Opinion
5:20-CT-3189-FL
03-29-2022
ORDER
LOUISE W. FLANAGAN UNITED STATES DISTRICT JUDGE
This matter is before the court on plaintiff's motion for reconsideration (DE 20) and defendant's motion to dismiss pursuant to Federal Rule of Civil Procedure 12(b)(6) (DE 25). The motion to dismiss was briefed fully and defendant did not respond to the motion for reconsideration. In this posture, the issues raised are ripe for ruling. For the reasons stated below, the court grants the motion to dismiss and denies the motion for reconsideration.
STATEMENT OF THE CASE
Plaintiff, a federal inmate proceeding pro se, commenced this civil rights action by filing complaint on May 29, 2020, alleging claims pursuant to Bivens v. Six Unknown Named Agents of Federal Bureau of Narcotics, 403 U.S. 388 (1971), the Americans with Disabilities Act of 1990, 42 U.S.C. §§ 12131 et seq. (“ADA”), and the Rehabilitation Act of 1973, § 504, as amended, 29 U.S.C. §§ 791(f), 794(a), and 42 U.S.C. § 12203(a). Plaintiff alleges defendants discriminated against him on the basis of his disability, retaliated against him for engaging in protected activity, and violated his constitutional rights during disciplinary proceedings for refusing a direct order.

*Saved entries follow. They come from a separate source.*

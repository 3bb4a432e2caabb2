use log::{debug, info};

use crate::cartridge::Cartridge;
use crate::diagnostics::{Diagnostics, Event};
use crate::joypad::{Joypad, Key};
use crate::ppu::Ppu;
use crate::timer::Timer;
use crate::wram::Wram;

pub const INT_VBLANK: u8 = 0x01;
pub const INT_LCD: u8 = 0x02;
pub const INT_TIMER: u8 = 0x04;
pub const INT_JOYPAD: u8 = 0x10;

const DMG_BOOT_SIZE: usize = 0x100;

/// 64 KiB address router. Owns every peripheral the CPU can reach and
/// gathers their interrupt requests into IF.
pub struct Mmu {
    pub cartridge: Cartridge,
    pub ppu: Ppu,
    timer: Timer,
    joypad: Joypad,
    wram: Wram,
    hram: [u8; 0x7f],
    io: [u8; 0x80],
    int_flag: u8,
    int_enable: u8,
    boot_rom: Option<Vec<u8>>,
    color: bool,
    diagnostics: Diagnostics,
}

impl Mmu {
    /// Builds the address space around a cartridge image.
    ///
    /// With a boot ROM the peripherals start from power-on state and the
    /// overlay stays mapped until the program leaves it; without one they
    /// start as the boot ROM would have left them.
    pub fn new(
        rom: Vec<u8>,
        color: bool,
        boot_rom: Option<Vec<u8>>,
        mut diagnostics: Diagnostics,
    ) -> Self {
        let cartridge = Cartridge::new(rom, &mut diagnostics);
        let booting = boot_rom.is_some();
        if booting {
            info!("Boot ROM mapped");
        }

        Mmu {
            cartridge,
            ppu: if booting {
                Ppu::new(color)
            } else {
                Ppu::post_boot(color)
            },
            timer: if booting {
                Timer::new()
            } else {
                Timer::post_boot()
            },
            joypad: Joypad::new(),
            wram: Wram::new(),
            hram: [0; 0x7f],
            io: [0; 0x80],
            int_flag: if booting { 0 } else { INT_VBLANK },
            int_enable: 0,
            boot_rom,
            color,
            diagnostics,
        }
    }

    pub fn is_booting(&self) -> bool {
        self.boot_rom.is_some()
    }

    fn boot_covers(boot: &[u8], addr: u16) -> bool {
        let addr = addr as usize;
        // Colour boot ROMs also overlay 0x200-0x8FF, leaving the header visible.
        addr < boot.len() && (addr < DMG_BOOT_SIZE || addr >= 0x200)
    }

    /// Unmaps the boot overlay for good once the program counter leaves it.
    pub(crate) fn observe_pc(&mut self, pc: u16) {
        let leaving = match &self.boot_rom {
            Some(boot) => !Self::boot_covers(boot, pc),
            None => false,
        };
        if leaving {
            self.disable_boot_rom();
        }
    }

    fn disable_boot_rom(&mut self) {
        if self.boot_rom.take().is_some() {
            info!("Boot ROM unmapped");
        }
    }

    pub fn diagnostics(&self) -> &Diagnostics {
        &self.diagnostics
    }

    pub(crate) fn report(&mut self, event: Event) {
        self.diagnostics.report(event);
    }

    pub(crate) fn take_events(&mut self) -> Vec<Event> {
        self.diagnostics.take_events()
    }

    pub fn int_flag(&self) -> u8 {
        self.int_flag
    }

    pub fn int_enable(&self) -> u8 {
        self.int_enable
    }

    /// Interrupts both requested and enabled.
    pub(crate) fn pending_interrupts(&self) -> u8 {
        self.int_flag & self.int_enable & 0x1f
    }

    pub(crate) fn request_interrupt(&mut self, mask: u8) {
        self.int_flag |= mask & 0x1f;
    }

    pub(crate) fn clear_interrupt(&mut self, mask: u8) {
        self.int_flag &= !mask;
    }

    /// Advances the PPU and timer by `ticks` cycles.
    pub fn update(&mut self, ticks: u32) {
        let irq = self.ppu.update(ticks) | self.timer.update(ticks);
        self.request_interrupt(irq);
    }

    pub fn key_down(&mut self, key: Key) {
        let irq = self.joypad.keydown(key);
        self.request_interrupt(irq);
    }

    pub fn key_up(&mut self, key: Key) {
        self.joypad.keyup(key);
    }

    /// Copies 160 bytes from `value << 8` into OAM.
    fn dma(&mut self, value: u8) {
        let src = (value as u16) << 8;
        debug!("OAM DMA from 0x{:04x}", src);
        for i in 0..0xa0 {
            let byte = self.read_byte(src.wrapping_add(i));
            self.write_byte(0xfe00 + i, byte);
        }
    }

    pub fn read_byte(&self, addr: u16) -> u8 {
        match addr {
            0x0000..=0x08ff => match &self.boot_rom {
                Some(boot) if Self::boot_covers(boot, addr) => boot[addr as usize],
                _ => self.cartridge.read(addr),
            },
            0x0900..=0x7fff => self.cartridge.read(addr),
            0x8000..=0x9fff => self.ppu.read(addr),
            0xa000..=0xbfff => self.cartridge.read(addr),
            0xc000..=0xfdff => self.wram.read_byte(addr),
            0xfe00..=0xfe9f => self.ppu.read(addr),
            0xfea0..=0xfeff => 0xff,
            0xff00 => self.joypad.read(),
            0xff04..=0xff07 => self.timer.read(addr),
            0xff0f => self.int_flag | 0xe0,
            0xff40..=0xff4b | 0xff4f | 0xff68..=0xff6b => self.ppu.read(addr),
            0xff50 => 0xff,
            0xff70 if self.color => 0xf8 | self.wram.bank_index(),
            0xff70 => 0xff,
            0xff01..=0xff7f => self.io[(addr & 0x7f) as usize],
            0xff80..=0xfffe => self.hram[(addr & 0x7f) as usize],
            0xffff => self.int_enable,
        }
    }

    pub fn write_byte(&mut self, addr: u16, value: u8) {
        match addr {
            0x0000..=0x7fff => self.cartridge.write(addr, value, &mut self.diagnostics),
            0x8000..=0x9fff => {
                let irq = self.ppu.write(addr, value);
                self.request_interrupt(irq);
            }
            0xa000..=0xbfff => self.cartridge.write(addr, value, &mut self.diagnostics),
            0xc000..=0xfdff => self.wram.write_byte(addr, value),
            0xfe00..=0xfe9f => {
                self.ppu.write(addr, value);
            }
            0xfea0..=0xfeff => (),
            0xff00 => self.joypad.write(value),
            0xff04..=0xff07 => self.timer.write(addr, value),
            0xff0f => self.int_flag = value & 0x1f,
            0xff46 => self.dma(value),
            0xff40..=0xff4b | 0xff4f | 0xff68..=0xff6b => {
                let irq = self.ppu.write(addr, value);
                self.request_interrupt(irq);
            }
            0xff50 => {
                if value != 0 {
                    self.disable_boot_rom();
                }
            }
            0xff70 => {
                if self.color {
                    self.wram.set_bank_index(value);
                }
            }
            0xff01..=0xff7f => self.io[(addr & 0x7f) as usize] = value,
            0xff80..=0xfffe => self.hram[(addr & 0x7f) as usize] = value,
            0xffff => self.int_enable = value,
        }
    }

    /// Little-endian 16-bit read.
    pub fn read_word(&self, addr: u16) -> u16 {
        let low = self.read_byte(addr) as u16;
        let high = self.read_byte(addr.wrapping_add(1)) as u16;
        high << 8 | low
    }

    pub fn write_word(&mut self, addr: u16, value: u16) {
        self.write_byte(addr, value as u8);
        self.write_byte(addr.wrapping_add(1), (value >> 8) as u8);
    }
}

#[cfg(test)]
mod tests {
    use super::*;

    fn init() {
        let _ = env_logger::builder().is_test(true).try_init();
    }

    fn rom(kind: u8) -> Vec<u8> {
        let mut rom = vec![0; 0x8000 * 4];
        rom[0x147] = kind;
        for bank in 0..rom.len() / 0x4000 {
            rom[bank * 0x4000 + 0x100] = bank as u8;
        }
        rom
    }

    fn mmu(kind: u8) -> Mmu {
        Mmu::new(rom(kind), false, None, Diagnostics::new(16))
    }

    #[test]
    fn interrupt_flag_keeps_five_bits() {
        init();
        let mut mmu = mmu(0x00);
        mmu.write_byte(0xff0f, 0xff);
        assert_eq!(mmu.int_flag(), 0x1f);
        assert_eq!(mmu.read_byte(0xff0f), 0xff);
        mmu.write_byte(0xff0f, 0x04);
        assert_eq!(mmu.read_byte(0xff0f), 0xe4);

        mmu.write_byte(0xffff, 0x15);
        assert_eq!(mmu.read_byte(0xffff), 0x15);
        assert_eq!(mmu.pending_interrupts(), 0x04);
    }

    #[test]
    fn work_ram_is_echoed() {
        init();
        let mut mmu = mmu(0x00);
        mmu.write_byte(0xc010, 0x5a);
        assert_eq!(mmu.read_byte(0xe010), 0x5a);
        mmu.write_byte(0xfdff, 0xa5);
        assert_eq!(mmu.read_byte(0xddff), 0xa5);
    }

    #[test]
    fn high_ram_and_unusable_area() {
        init();
        let mut mmu = mmu(0x00);
        mmu.write_byte(0xff80, 1);
        mmu.write_byte(0xfffe, 2);
        assert_eq!(mmu.read_byte(0xff80), 1);
        assert_eq!(mmu.read_byte(0xfffe), 2);

        mmu.write_byte(0xfea0, 3);
        assert_eq!(mmu.read_byte(0xfea0), 0xff);
    }

    #[test]
    fn rom_writes_only_switch_banks() {
        init();
        let mut mmu = mmu(0x01);
        assert_eq!(mmu.read_byte(0x4100), 1);
        mmu.write_byte(0x2000, 3);
        assert_eq!(mmu.read_byte(0x4100), 3);
        assert_eq!(mmu.read_byte(0x2000), 0);
        assert_eq!(mmu.read_byte(0x0100), 0);
    }

    #[test]
    fn dma_copies_into_oam() {
        init();
        let mut mmu = mmu(0x00);
        for i in 0..0xa0 {
            mmu.write_byte(0xc100 + i, i as u8 ^ 0x55);
        }
        mmu.write_byte(0xff46, 0xc1);
        for i in 0..0xa0 {
            assert_eq!(mmu.read_byte(0xfe00 + i), i as u8 ^ 0x55);
        }
    }

    #[test]
    fn boot_overlay_until_pc_leaves() {
        init();
        let mut mmu = Mmu::new(rom(0x00), false, Some(vec![0xaa; 0x100]), Diagnostics::new(16));
        assert!(mmu.is_booting());
        assert_eq!(mmu.read_byte(0x0000), 0xaa);
        assert_eq!(mmu.read_byte(0x0100), 0);

        mmu.observe_pc(0x00fe);
        assert!(mmu.is_booting());
        mmu.observe_pc(0x0100);
        assert!(!mmu.is_booting());
        assert_eq!(mmu.read_byte(0x0000), 0);

        mmu.observe_pc(0x0000);
        assert_eq!(mmu.read_byte(0x0000), 0);
    }

    #[test]
    fn color_boot_overlay_skips_the_header() {
        init();
        let mut cart = rom(0x00);
        cart[0x0150] = 0x11;
        cart[0x0200] = 0x22;
        cart[0x0900] = 0x33;
        let mut mmu = Mmu::new(cart, true, Some(vec![0xbb; 0x900]), Diagnostics::new(16));

        assert_eq!(mmu.read_byte(0x0000), 0xbb);
        assert_eq!(mmu.read_byte(0x00ff), 0xbb);
        assert_eq!(mmu.read_byte(0x0100), 0x00);
        assert_eq!(mmu.read_byte(0x0150), 0x11);
        assert_eq!(mmu.read_byte(0x0200), 0xbb);
        assert_eq!(mmu.read_byte(0x08ff), 0xbb);
        assert_eq!(mmu.read_byte(0x0900), 0x33);

        mmu.observe_pc(0x0200);
        mmu.observe_pc(0x08ff);
        assert!(mmu.is_booting());
        mmu.observe_pc(0x0150);
        assert!(!mmu.is_booting());
        assert_eq!(mmu.read_byte(0x0200), 0x22);
    }

    #[test]
    fn ff50_unmaps_boot_overlay() {
        init();
        let mut mmu = Mmu::new(rom(0x00), false, Some(vec![0xaa; 0x100]), Diagnostics::new(16));
        mmu.write_byte(0xff50, 0);
        assert!(mmu.is_booting());
        mmu.write_byte(0xff50, 1);
        assert!(!mmu.is_booting());
    }

    #[test]
    fn power_on_state_has_lcd_off() {
        init();
        let mmu = Mmu::new(rom(0x00), false, Some(vec![0; 0x100]), Diagnostics::new(16));
        assert_eq!(mmu.read_byte(0xff40), 0x00);
        assert_eq!(mmu.read_byte(0xff0f), 0xe0);

        let mmu = mmu_post_boot();
        assert_eq!(mmu.read_byte(0xff40), 0x91);
        assert_eq!(mmu.read_byte(0xff47), 0xfc);
        assert_eq!(mmu.read_byte(0xff0f), 0xe1);
    }

    fn mmu_post_boot() -> Mmu {
        mmu(0x00)
    }

    #[test]
    fn work_ram_banks_only_in_color_mode() {
        init();
        let mut mmu = Mmu::new(rom(0x00), true, None, Diagnostics::new(16));
        mmu.write_byte(0xd000, 1);
        mmu.write_byte(0xff70, 2);
        assert_eq!(mmu.read_byte(0xff70), 0xfa);
        assert_eq!(mmu.read_byte(0xd000), 0);
        mmu.write_byte(0xff70, 0);
        assert_eq!(mmu.read_byte(0xd000), 1);

        let mut mmu = mmu_post_boot();
        mmu.write_byte(0xd000, 1);
        mmu.write_byte(0xff70, 2);
        assert_eq!(mmu.read_byte(0xff70), 0xff);
        assert_eq!(mmu.read_byte(0xd000), 1);
    }

    #[test]
    fn peripherals_raise_interrupt_flags() {
        init();
        let mut mmu = mmu(0x00);
        mmu.write_byte(0xff0f, 0);

        mmu.write_byte(0xff06, 0x10);
        mmu.write_byte(0xff05, 0xff);
        mmu.write_byte(0xff07, 0x05);
        mmu.update(16);
        assert_eq!(mmu.int_flag() & INT_TIMER, INT_TIMER);
        assert_eq!(mmu.read_byte(0xff05), 0x10);

        mmu.key_down(Key::Start);
        assert_eq!(mmu.int_flag() & INT_JOYPAD, INT_JOYPAD);
        mmu.write_byte(0xff00, 0x10);
        assert_eq!(mmu.read_byte(0xff00), 0xd7);
        mmu.key_up(Key::Start);
        assert_eq!(mmu.read_byte(0xff00), 0xdf);
        assert_eq!(mmu.int_flag() & INT_JOYPAD, INT_JOYPAD);
    }

    #[test]
    fn vblank_reaches_interrupt_flag() {
        init();
        let mut mmu = mmu(0x00);
        mmu.write_byte(0xff0f, 0);
        mmu.update(456 * 144);
        assert_eq!(mmu.int_flag() & INT_VBLANK, INT_VBLANK);
    }

    #[test]
    fn unsupported_cartridge_is_reported() {
        init();
        let mut mmu = mmu(0xfc);
        assert_eq!(
            mmu.take_events(),
            vec![Event::UnsupportedCartridge { code: 0xfc }]
        );
        assert_eq!(mmu.read_byte(0x4100), 1);
    }

    #[test]
    fn words_are_little_endian() {
        init();
        let mut mmu = mmu(0x00);
        mmu.write_word(0xc000, 0x1234);
        assert_eq!(mmu.read_byte(0xc000), 0x34);
        assert_eq!(mmu.read_word(0xc000), 0x1234);
    }
}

On March 31, 2021, the court conducted initial review of this action pursuant to 28 U.S.C. § 1915(e)(2)(B)(ii), and dismissed all claims except plaintiff's discrimination and retaliation claims under the Rehabilitation Act. The sole remaining defendant in the case is Michael Carvajal, the director of the Federal Bureau of Prisons (“FBOP), sued in his official capacity.

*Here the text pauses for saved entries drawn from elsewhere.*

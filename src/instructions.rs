use std::fmt;

use log::debug;

use crate::cpu::Cpu;
use crate::register::Reg16;

/// 8-bit operand, in opcode encoding order.
#[derive(Clone, Copy, Debug, PartialEq, Eq)]
pub enum R8 {
    B,
    C,
    D,
    E,
    H,
    L,
    HlInd,
    A,
}

impl R8 {
    fn decode(index: u8) -> Self {
        match index & 7 {
            0 => R8::B,
            1 => R8::C,
            2 => R8::D,
            3 => R8::E,
            4 => R8::H,
            5 => R8::L,
            6 => R8::HlInd,
            _ => R8::A,
        }
    }
}

impl fmt::Display for R8 {
    fn fmt(&self, f: &mut fmt::Formatter) -> fmt::Result {
        let name = match *self {
            R8::B => "B",
            R8::C => "C",
            R8::D => "D",
            R8::E => "E",
            R8::H => "H",
            R8::L => "L",
            R8::HlInd => "(HL)",
            R8::A => "A",
        };
        write!(f, "{}", name)
    }
}

#[derive(Clone, Copy, Debug, PartialEq, Eq)]
pub enum R16 {
    BC,
    DE,
    HL,
    SP,
    AF,
}

impl R16 {
    /// Pair encoding used by loads and 16-bit arithmetic.
    fn decode(index: u8) -> Self {
        match index & 3 {
            0 => R16::BC,
            1 => R16::DE,
            2 => R16::HL,
            _ => R16::SP,
        }
    }

    /// Pair encoding used by PUSH and POP.
    fn decode_stack(index: u8) -> Self {
        match index & 3 {
            3 => R16::AF,
            n => R16::decode(n),
        }
    }
}

impl From<R16> for Reg16 {
    fn from(reg: R16) -> Self {
        match reg {
            R16::BC => Reg16::BC,
            R16::DE => Reg16::DE,
            R16::HL => Reg16::HL,
            R16::SP => Reg16::SP,
            R16::AF => Reg16::AF,
        }
    }
}

#[derive(Clone, Copy, Debug, PartialEq, Eq)]
pub enum Cond {
    Always,
    NZ,
    Z,
    NC,
    C,
}

impl Cond {
    fn decode(index: u8) -> Self {
        match index & 3 {
            0 => Cond::NZ,
            1 => Cond::Z,
            2 => Cond::NC,
            _ => Cond::C,
        }
    }
}

/// Operands resolved when the tables are built.
#[derive(Clone, Copy, Debug)]
pub struct Operands {
    pub opcode: u8,
    pub dst: R8,
    pub src: R8,
    pub pair: R16,
    pub cond: Cond,
    pub bit: u8,
}

impl Operands {
    fn decode(opcode: u8) -> Self {
        let y = (opcode >> 3) & 7;
        Operands {
            opcode,
            dst: R8::decode(y),
            src: R8::decode(opcode),
            pair: R16::decode(y >> 1),
            cond: Cond::Always,
            bit: y,
        }
    }

    fn with_cond(mut self) -> Self {
        self.cond = Cond::decode(self.bit);
        self
    }

    fn with_stack_pair(mut self) -> Self {
        self.pair = R16::decode_stack(self.bit >> 1);
        self
    }
}

pub type Handler = fn(&mut Cpu, Operands) -> u32;

#[derive(Clone, Copy)]
pub struct Instr {
    pub mnemonic: &'static str,
    pub exec: Handler,
    pub operands: Operands,
    prefixed: bool,
}

impl Instr {
    fn new(mnemonic: &'static str, exec: Handler, operands: Operands) -> Self {
        Instr {
            mnemonic,
            exec,
            operands,
            prefixed: false,
        }
    }

    /// Assembly text; immediates are left as `d8`/`d16`/`a8`/`a16`/`r8`.
    pub fn text(&self) -> String {
        if !self.prefixed {
            return self.mnemonic.to_string();
        }
        match self.operands.opcode >> 6 {
            0 => format!("{} {}", self.mnemonic, self.operands.src),
            _ => format!(
                "{} {},{}",
                self.mnemonic, self.operands.bit, self.operands.src
            ),
        }
    }
}

#[rustfmt::skip]
const MNEMONICS: [&str; 256] = [
    // 0x00
    "NOP", "LD BC,d16", "LD (BC),A", "INC BC", "INC B", "DEC B", "LD B,d8", "RLCA",
    "LD (a16),SP", "ADD HL,BC", "LD A,(BC)", "DEC BC", "INC C", "DEC C", "LD C,d8", "RRCA",
    // 0x10
    "STOP", "LD DE,d16", "LD (DE),A", "INC DE", "INC D", "DEC D", "LD D,d8", "RLA",
    "JR r8", "ADD HL,DE", "LD A,(DE)", "DEC DE", "INC E", "DEC E", "LD E,d8", "RRA",
    // 0x20
    "JR NZ,r8", "LD HL,d16", "LD (HL+),A", "INC HL", "INC H", "DEC H", "LD H,d8", "DAA",
    "JR Z,r8", "ADD HL,HL", "LD A,(HL+)", "DEC HL", "INC L", "DEC L", "LD L,d8", "CPL",
    // 0x30
    "JR NC,r8", "LD SP,d16", "LD (HL-),A", "INC SP", "INC (HL)", "DEC (HL)", "LD (HL),d8", "SCF",
    "JR C,r8", "ADD HL,SP", "LD A,(HL-)", "DEC SP", "INC A", "DEC A", "LD A,d8", "CCF",
    // 0x40
    "LD B,B", "LD B,C", "LD B,D", "LD B,E", "LD B,H", "LD B,L", "LD B,(HL)", "LD B,A",
    "LD C,B", "LD C,C", "LD C,D", "LD C,E", "LD C,H", "LD C,L", "LD C,(HL)", "LD C,A",
    // 0x50
    "LD D,B", "LD D,C", "LD D,D", "LD D,E", "LD D,H", "LD D,L", "LD D,(HL)", "LD D,A",
    "LD E,B", "LD E,C", "LD E,D", "LD E,E", "LD E,H", "LD E,L", "LD E,(HL)", "LD E,A",
    // 0x60
    "LD H,B", "LD H,C", "LD H,D", "LD H,E", "LD H,H", "LD H,L", "LD H,(HL)", "LD H,A",
    "LD L,B", "LD L,C", "LD L,D", "LD L,E", "LD L,H", "LD L,L", "LD L,(HL)", "LD L,A",
    // 0x70
    "LD (HL),B", "LD (HL),C", "LD (HL),D", "LD (HL),E", "LD (HL),H", "LD (HL),L", "HALT", "LD (HL),A",
    "LD A,B", "LD A,C", "LD A,D", "LD A,E", "LD A,H", "LD A,L", "LD A,(HL)", "LD A,A",
    // 0x80
    "ADD A,B", "ADD A,C", "ADD A,D", "ADD A,E", "ADD A,H", "ADD A,L", "ADD A,(HL)", "ADD A,A",
    "ADC A,B", "ADC A,C", "ADC A,D", "ADC A,E", "ADC A,H", "ADC A,L", "ADC A,(HL)", "ADC A,A",
    // 0x90
    "SUB B", "SUB C", "SUB D", "SUB E", "SUB H", "SUB L", "SUB (HL)", "SUB A",
    "SBC A,B", "SBC A,C", "SBC A,D", "SBC A,E", "SBC A,H", "SBC A,L", "SBC A,(HL)", "SBC A,A",
    // 0xA0
    "AND B", "AND C", "AND D", "AND E", "AND H", "AND L", "AND (HL)", "AND A",
    "XOR B", "XOR C", "XOR D", "XOR E", "XOR H", "XOR L", "XOR (HL)", "XOR A",
    // 0xB0
    "OR B", "OR C", "OR D", "OR E", "OR H", "OR L", "OR (HL)", "OR A",
    "CP B", "CP C", "CP D", "CP E", "CP H", "CP L", "CP (HL)", "CP A",
    // 0xC0
    "RET NZ", "POP BC", "JP NZ,a16", "JP a16", "CALL NZ,a16", "PUSH BC", "ADD A,d8", "RST 00H",
    "RET Z", "RET", "JP Z,a16", "PREFIX CB", "CALL Z,a16", "CALL a16", "ADC A,d8", "RST 08H",
    // 0xD0
    "RET NC", "POP DE", "JP NC,a16", "ILLEGAL_D3", "CALL NC,a16", "PUSH DE", "SUB d8", "RST 10H",
    "RET C", "RETI", "JP C,a16", "ILLEGAL_DB", "CALL C,a16", "ILLEGAL_DD", "SBC A,d8", "RST 18H",
    // 0xE0
    "LDH (a8),A", "POP HL", "LD (C),A", "ILLEGAL_E3", "ILLEGAL_E4", "PUSH HL", "AND d8", "RST 20H",
    "ADD SP,r8", "JP HL", "LD (a16),A", "ILLEGAL_EB", "ILLEGAL_EC", "ILLEGAL_ED", "XOR d8", "RST 28H",
    // 0xF0
    "LDH A,(a8)", "POP AF", "LD A,(C)", "DI", "ILLEGAL_F4", "PUSH AF", "OR d8", "RST 30H",
    "LD HL,SP+r8", "LD SP,HL", "LD A,(a16)", "EI", "ILLEGAL_FC", "ILLEGAL_FD", "CP d8", "RST 38H",
];

const PREFIXED_GROUPS: [&str; 8] = ["RLC", "RRC", "RL", "RR", "SLA", "SRA", "SWAP", "SRL"];

/// Builds the dispatch table for unprefixed opcodes.
pub fn base_table() -> Box<[Instr; 256]> {
    let nop_entry = Instr::new(MNEMONICS[0], nop, Operands::decode(0));
    let mut table = Box::new([nop_entry; 256]);
    for (opcode, entry) in table.iter_mut().enumerate() {
        *entry = decode_base(opcode as u8);
    }
    table
}

/// Builds the dispatch table for 0xCB-prefixed opcodes.
pub fn prefixed_table() -> Box<[Instr; 256]> {
    let nop_entry = Instr::new(MNEMONICS[0], nop, Operands::decode(0));
    let mut table = Box::new([nop_entry; 256]);
    for (opcode, entry) in table.iter_mut().enumerate() {
        *entry = decode_prefixed(opcode as u8);
    }
    table
}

Plaintiff filed the instant motion for reconsideration of the March 31 order on April 9, 2021. Plaintiff argues that the court committed various errors of law and fact in that order, and that his constitutional claims, as well as the individual capacity claims under the Rehabilitation Act, should be reinstated. As noted above, defendant did not respond to the motion for reconsideration.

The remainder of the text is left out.